//! Sequence analysis command
//!
//! Profiles a numeric sequence at several sample sizes, reports its
//! autocorrelation and value distribution, fits a distribution family, and
//! holds a synthetic sequence against the original.

mod table;

use std::{fs, path::PathBuf};

use anyhow::Context;
use clap::Args;
use seqlab_analysis::{comparison::SequenceComparison, sample::SampleSizeStudy};
use seqlab_model::{
    fit::DistributionFit, generator::SequenceGenerator, hyperexponential::HyperexponentialParams,
};
use seqlab_stats::{correlation::AutocorrelationProfile, histogram::Histogram};

use crate::{data, plot, schema::AnalysisReport, util::Output};

#[derive(Debug, Clone, Args)]
pub(crate) struct AnalyzeArg {
    /// Path to the sequence file (one value per line)
    pub input: PathBuf,

    /// Prefix sample sizes to profile (comma-separated)
    #[arg(long, value_delimiter = ',', default_values_t = [10, 20, 50, 100, 200, 300])]
    pub sizes: Vec<usize>,

    /// Confidence levels for the mean intervals (comma-separated)
    #[arg(long, value_delimiter = ',', default_values_t = [0.90, 0.95, 0.99])]
    pub confidence_levels: Vec<f64>,

    /// Largest autocorrelation lag to compute
    #[arg(long, default_value_t = 10)]
    pub max_lag: usize,

    /// Number of histogram bins
    #[arg(long, default_value_t = 18)]
    pub bins: usize,

    /// Probability of the first branch in the hyperexponential fit
    #[arg(long, default_value_t = HyperexponentialParams::DEFAULT_BRANCH_PROBABILITY)]
    pub branch_probability: f64,

    /// Seed for the synthetic sequence (random when omitted)
    #[arg(long)]
    pub seed: Option<u64>,

    /// Directory for PNG plots
    #[arg(long)]
    pub plot_dir: Option<PathBuf>,

    /// Path for the JSON report
    #[arg(long)]
    pub report: Option<PathBuf>,
}

pub(crate) fn run(arg: &AnalyzeArg) -> anyhow::Result<()> {
    let values = data::load_sequence(&arg.input)?;
    eprintln!("Loaded {} values from {}", values.len(), arg.input.display());

    let study = SampleSizeStudy::new(&values, &arg.sizes, &arg.confidence_levels)
        .context("no values to analyze")?;
    let reference = study.reference();
    let sample = &values[..reference.sample_size];
    let stats = reference.statistics;

    println!("Sequence analysis for {}", arg.input.display());
    println!("==========================================\n");
    table::print_legend();
    println!();

    println!("Characteristics by sample size");
    table::print_characteristics_table(&study);
    println!();

    let profile = AutocorrelationProfile::new(sample, arg.max_lag);
    let threshold = AutocorrelationProfile::significance_threshold(sample.len());
    println!("Autocorrelation (reference sample, n={})", sample.len());
    table::print_autocorrelation_table(&profile, threshold);
    println!();

    let histogram = Histogram::new(sample, arg.bins);
    println!("Value distribution ({} bins)", arg.bins);
    table::print_interval_table(&histogram);
    println!();

    println!("Distribution fitting");
    println!(
        "  Coefficient of variation: {:.4}",
        stats.coefficient_of_variation
    );
    let fit = DistributionFit::from_stats(&stats, arg.branch_probability)?;
    println!("  Family: {}", fit.family());
    match &fit {
        DistributionFit::Exponential { scale } => println!("  Scale: {scale:.4}"),
        DistributionFit::Hyperexponential(params) => {
            println!("  Branch probability q: {:.4}", params.q);
            println!(
                "  Branch scales: t1 = {:.4}, t2 = {:.4}",
                params.t1, params.t2
            );
        }
        DistributionFit::ErlangNormalized | DistributionFit::Hypoexponential => {}
    }
    println!();

    let mut generator = match arg.seed {
        Some(seed) => SequenceGenerator::with_seed(seed),
        None => SequenceGenerator::new(),
    };
    let (generated, comparison) = match generator.from_fit(&fit, sample.len()) {
        Ok(generated) => {
            let comparison = SequenceComparison::new(sample, &generated, arg.max_lag)
                .context("comparison needs non-empty sequences")?;
            (Some(generated), Some(comparison))
        }
        Err(err) => {
            println!("Synthetic sequence comparison skipped: {err}");
            (None, None)
        }
    };
    if let Some(comparison) = &comparison {
        println!("Synthetic sequence comparison");
        table::print_comparison_table(comparison);
        println!();
    }

    if let Some(dir) = &arg.plot_dir {
        fs::create_dir_all(dir).with_context(|| format!("failed to create {}", dir.display()))?;
        plot::plot_sequence(&dir.join("sequence.png"), sample)?;
        plot::plot_correlogram(&dir.join("correlogram.png"), &profile, threshold)?;
        plot::plot_histogram(&dir.join("histogram.png"), &histogram)?;
        if let Some(generated) = &generated {
            plot::plot_comparison(&dir.join("comparison.png"), sample, generated, arg.bins)?;
        }
        eprintln!("Plots written to {}", dir.display());
    }

    if let Some(path) = &arg.report {
        let report = AnalysisReport::new(
            &arg.input,
            values.len(),
            &study,
            &profile,
            &histogram,
            &fit,
            comparison.as_ref(),
        );
        Output::save_json(&report, Some(path.clone()))?;
        eprintln!("Report written to {}", path.display());
    }

    Ok(())
}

(PROMPT) Wherever the word "HyperexponentialParams" appears in the records above, copy that line.

(TASK SOLUTION)
    fit::DistributionFit, generator::SequenceGenerator, hyperexponential::HyperexponentialParams,
    #[arg(long, default_value_t = HyperexponentialParams::DEFAULT_BRANCH_PROBABILITY)]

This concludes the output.